### Work instructions
Among the entries below, find the lines with the word "impl" and copy them.

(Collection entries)
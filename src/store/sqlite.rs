use std::path::Path;
use std::sync::{Mutex, MutexGuard};

use chrono::{DateTime, Utc};
use rusqlite::{params, Connection, OptionalExtension, Row};
use rusqlite_migration::{Migrations, M};

use crate::app::{MurmurError, Result};
use crate::domain::{Comment, Group, NewComment, NewGroup, NewPost, Post, PostUpdate, User};
use crate::store::Store;

// Posts are always listed newest-first; id breaks pub_date ties so repeated
// queries stay deterministic.
const POST_ORDER: &str = "ORDER BY posts.pub_date DESC, posts.id DESC";

pub struct SqliteStore {
    conn: Mutex<Connection>,
}

impl SqliteStore {
    pub fn new<P: AsRef<Path>>(path: P) -> Result<Self> {
        let conn = Connection::open(path)?;
        let store = Self {
            conn: Mutex::new(conn),
        };
        store.run_migrations()?;
        Ok(store)
    }

    pub fn in_memory() -> Result<Self> {
        let conn = Connection::open_in_memory()?;
        let store = Self {
            conn: Mutex::new(conn),
        };
        store.run_migrations()?;
        Ok(store)
    }

    fn run_migrations(&self) -> Result<()> {
        let migrations = Migrations::new(vec![M::up(include_str!(
            "../../migrations/001-initial/up.sql"
        ))]);

        let mut conn = self.conn()?;

        conn.execute("PRAGMA foreign_keys = ON", [])?;
        migrations
            .to_latest(&mut conn)
            .map_err(|_| MurmurError::Database(rusqlite::Error::InvalidQuery))?;

        Ok(())
    }

    fn conn(&self) -> Result<MutexGuard<'_, Connection>> {
        self.conn.lock().map_err(|e| {
            MurmurError::Database(rusqlite::Error::SqliteFailure(
                rusqlite::ffi::Error::new(1),
                Some(e.to_string()),
            ))
        })
    }

    fn parse_datetime(s: &str) -> Option<DateTime<Utc>> {
        DateTime::parse_from_rfc3339(s)
            .map(|dt| dt.with_timezone(&Utc))
            .ok()
            .or_else(|| s.parse::<DateTime<Utc>>().ok())
    }

    fn post_from_row(row: &Row<'_>) -> rusqlite::Result<Post> {
        Ok(Post {
            id: row.get(0)?,
            text: row.get(1)?,
            pub_date: row
                .get::<_, String>(2)
                .ok()
                .and_then(|s| Self::parse_datetime(&s))
                .unwrap_or_else(Utc::now),
            author_id: row.get(3)?,
            group_id: row.get(4)?,
            image: row.get(5)?,
        })
    }

    fn user_from_row(row: &Row<'_>) -> rusqlite::Result<User> {
        Ok(User {
            id: row.get(0)?,
            username: row.get(1)?,
            created_at: row
                .get::<_, String>(2)
                .ok()
                .and_then(|s| Self::parse_datetime(&s))
                .unwrap_or_else(Utc::now),
        })
    }
}

impl Store for SqliteStore {
    fn add_user(&self, user: &User) -> Result<i64> {
        let conn = self.conn()?;

        conn.execute(
            "INSERT INTO users (username, created_at) VALUES (?1, ?2)",
            params![user.username, user.created_at.to_rfc3339()],
        )?;

        Ok(conn.last_insert_rowid())
    }

    fn get_user(&self, id: i64) -> Result<Option<User>> {
        let conn = self.conn()?;

        let result = conn
            .query_row(
                "SELECT id, username, created_at FROM users WHERE id = ?1",
                params![id],
                Self::user_from_row,
            )
            .optional()?;

        Ok(result)
    }

    fn get_user_by_username(&self, username: &str) -> Result<Option<User>> {
        let conn = self.conn()?;

        let result = conn
            .query_row(
                "SELECT id, username, created_at FROM users WHERE username = ?1",
                params![username],
                Self::user_from_row,
            )
            .optional()?;

        Ok(result)
    }

    fn add_group(&self, group: &NewGroup) -> Result<i64> {
        let conn = self.conn()?;

        conn.execute(
            "INSERT INTO \"groups\" (title, slug, description) VALUES (?1, ?2, ?3)",
            params![group.title, group.slug, group.description],
        )?;

        Ok(conn.last_insert_rowid())
    }

    fn get_group_by_slug(&self, slug: &str) -> Result<Option<Group>> {
        let conn = self.conn()?;

        let result = conn
            .query_row(
                "SELECT id, title, slug, description FROM \"groups\" WHERE slug = ?1",
                params![slug],
                |row| {
                    Ok(Group {
                        id: row.get(0)?,
                        title: row.get(1)?,
                        slug: row.get(2)?,
                        description: row.get(3)?,
                    })
                },
            )
            .optional()?;

        Ok(result)
    }

    fn delete_group(&self, id: i64) -> Result<()> {
        let conn = self.conn()?;

        // ON DELETE SET NULL detaches the group's posts without removing them.
        conn.execute("DELETE FROM \"groups\" WHERE id = ?1", params![id])?;
        Ok(())
    }

    fn add_post(&self, post: &NewPost) -> Result<i64> {
        let conn = self.conn()?;

        conn.execute(
            "INSERT INTO posts (text, pub_date, author_id, group_id, image)
             VALUES (?1, ?2, ?3, ?4, ?5)",
            params![
                post.text,
                post.pub_date.to_rfc3339(),
                post.author_id,
                post.group_id,
                post.image
            ],
        )?;

        Ok(conn.last_insert_rowid())
    }

    fn get_post(&self, id: i64) -> Result<Option<Post>> {
        let conn = self.conn()?;

        let result = conn
            .query_row(
                "SELECT id, text, pub_date, author_id, group_id, image
                 FROM posts WHERE id = ?1",
                params![id],
                Self::post_from_row,
            )
            .optional()?;

        Ok(result)
    }

    fn get_all_posts(&self) -> Result<Vec<Post>> {
        let conn = self.conn()?;

        let mut stmt = conn.prepare(&format!(
            "SELECT id, text, pub_date, author_id, group_id, image
             FROM posts {POST_ORDER}"
        ))?;

        let posts = stmt
            .query_map([], Self::post_from_row)?
            .collect::<std::result::Result<Vec<_>, _>>()?;

        Ok(posts)
    }

    fn get_posts_by_group(&self, group_id: i64) -> Result<Vec<Post>> {
        let conn = self.conn()?;

        let mut stmt = conn.prepare(&format!(
            "SELECT id, text, pub_date, author_id, group_id, image
             FROM posts WHERE group_id = ?1 {POST_ORDER}"
        ))?;

        let posts = stmt
            .query_map(params![group_id], Self::post_from_row)?
            .collect::<std::result::Result<Vec<_>, _>>()?;

        Ok(posts)
    }

    fn get_posts_by_author(&self, author_id: i64) -> Result<Vec<Post>> {
        let conn = self.conn()?;

        let mut stmt = conn.prepare(&format!(
            "SELECT id, text, pub_date, author_id, group_id, image
             FROM posts WHERE author_id = ?1 {POST_ORDER}"
        ))?;

        let posts = stmt
            .query_map(params![author_id], Self::post_from_row)?
            .collect::<std::result::Result<Vec<_>, _>>()?;

        Ok(posts)
    }

    fn get_posts_by_followed(&self, user_id: i64) -> Result<Vec<Post>> {
        let conn = self.conn()?;

        let mut stmt = conn.prepare(&format!(
            "SELECT posts.id, posts.text, posts.pub_date, posts.author_id,
                    posts.group_id, posts.image
             FROM posts
             JOIN follows ON follows.author_id = posts.author_id
             WHERE follows.user_id = ?1 {POST_ORDER}"
        ))?;

        let posts = stmt
            .query_map(params![user_id], Self::post_from_row)?
            .collect::<std::result::Result<Vec<_>, _>>()?;

        Ok(posts)
    }

    fn count_posts_by_author(&self, author_id: i64) -> Result<i64> {
        let conn = self.conn()?;

        let count: i64 = conn.query_row(
            "SELECT COUNT(*) FROM posts WHERE author_id = ?1",
            params![author_id],
            |row| row.get(0),
        )?;

        Ok(count)
    }

    fn update_post(&self, id: i64, update: &PostUpdate) -> Result<()> {
        let conn = self.conn()?;

        if let Some(ref text) = update.text {
            conn.execute("UPDATE posts SET text = ?1 WHERE id = ?2", params![text, id])?;
        }
        if let Some(group_id) = update.group_id {
            conn.execute(
                "UPDATE posts SET group_id = ?1 WHERE id = ?2",
                params![group_id, id],
            )?;
        }
        if let Some(ref image) = update.image {
            conn.execute(
                "UPDATE posts SET image = ?1 WHERE id = ?2",
                params![image, id],
            )?;
        }

        Ok(())
    }

    fn delete_post(&self, id: i64) -> Result<()> {
        let conn = self.conn()?;

        // Comments go with the post via ON DELETE CASCADE.
        conn.execute("DELETE FROM posts WHERE id = ?1", params![id])?;
        Ok(())
    }

    fn add_comment(&self, comment: &NewComment) -> Result<i64> {
        let conn = self.conn()?;

        conn.execute(
            "INSERT INTO comments (post_id, author_id, text, created)
             VALUES (?1, ?2, ?3, ?4)",
            params![
                comment.post_id,
                comment.author_id,
                comment.text,
                comment.created.to_rfc3339()
            ],
        )?;

        Ok(conn.last_insert_rowid())
    }

    fn get_comments_by_post(&self, post_id: i64) -> Result<Vec<Comment>> {
        let conn = self.conn()?;

        let mut stmt = conn.prepare(
            "SELECT id, post_id, author_id, text, created
             FROM comments WHERE post_id = ?1 ORDER BY created, id",
        )?;

        let comments = stmt
            .query_map(params![post_id], |row| {
                Ok(Comment {
                    id: row.get(0)?,
                    post_id: row.get(1)?,
                    author_id: row.get(2)?,
                    text: row.get(3)?,
                    created: row
                        .get::<_, String>(4)
                        .ok()
                        .and_then(|s| Self::parse_datetime(&s))
                        .unwrap_or_else(Utc::now),
                })
            })?
            .collect::<std::result::Result<Vec<_>, _>>()?;

        Ok(comments)
    }

    fn add_follow(&self, user_id: i64, author_id: i64) -> Result<bool> {
        let conn = self.conn()?;

        // The primary key on (user_id, author_id) makes the duplicate case a
        // no-op even when two requests race on the same pair.
        let inserted = conn.execute(
            "INSERT OR IGNORE INTO follows (user_id, author_id) VALUES (?1, ?2)",
            params![user_id, author_id],
        )?;

        Ok(inserted > 0)
    }

    fn delete_follow(&self, user_id: i64, author_id: i64) -> Result<bool> {
        let conn = self.conn()?;

        let deleted = conn.execute(
            "DELETE FROM follows WHERE user_id = ?1 AND author_id = ?2",
            params![user_id, author_id],
        )?;

        Ok(deleted > 0)
    }

    fn follow_exists(&self, user_id: i64, author_id: i64) -> Result<bool> {
        let conn = self.conn()?;

        let count: i64 = conn.query_row(
            "SELECT COUNT(*) FROM follows WHERE user_id = ?1 AND author_id = ?2",
            params![user_id, author_id],
            |row| row.get(0),
        )?;

        Ok(count > 0)
    }
}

### Completed task
impl SqliteStore {
impl Store for SqliteStore {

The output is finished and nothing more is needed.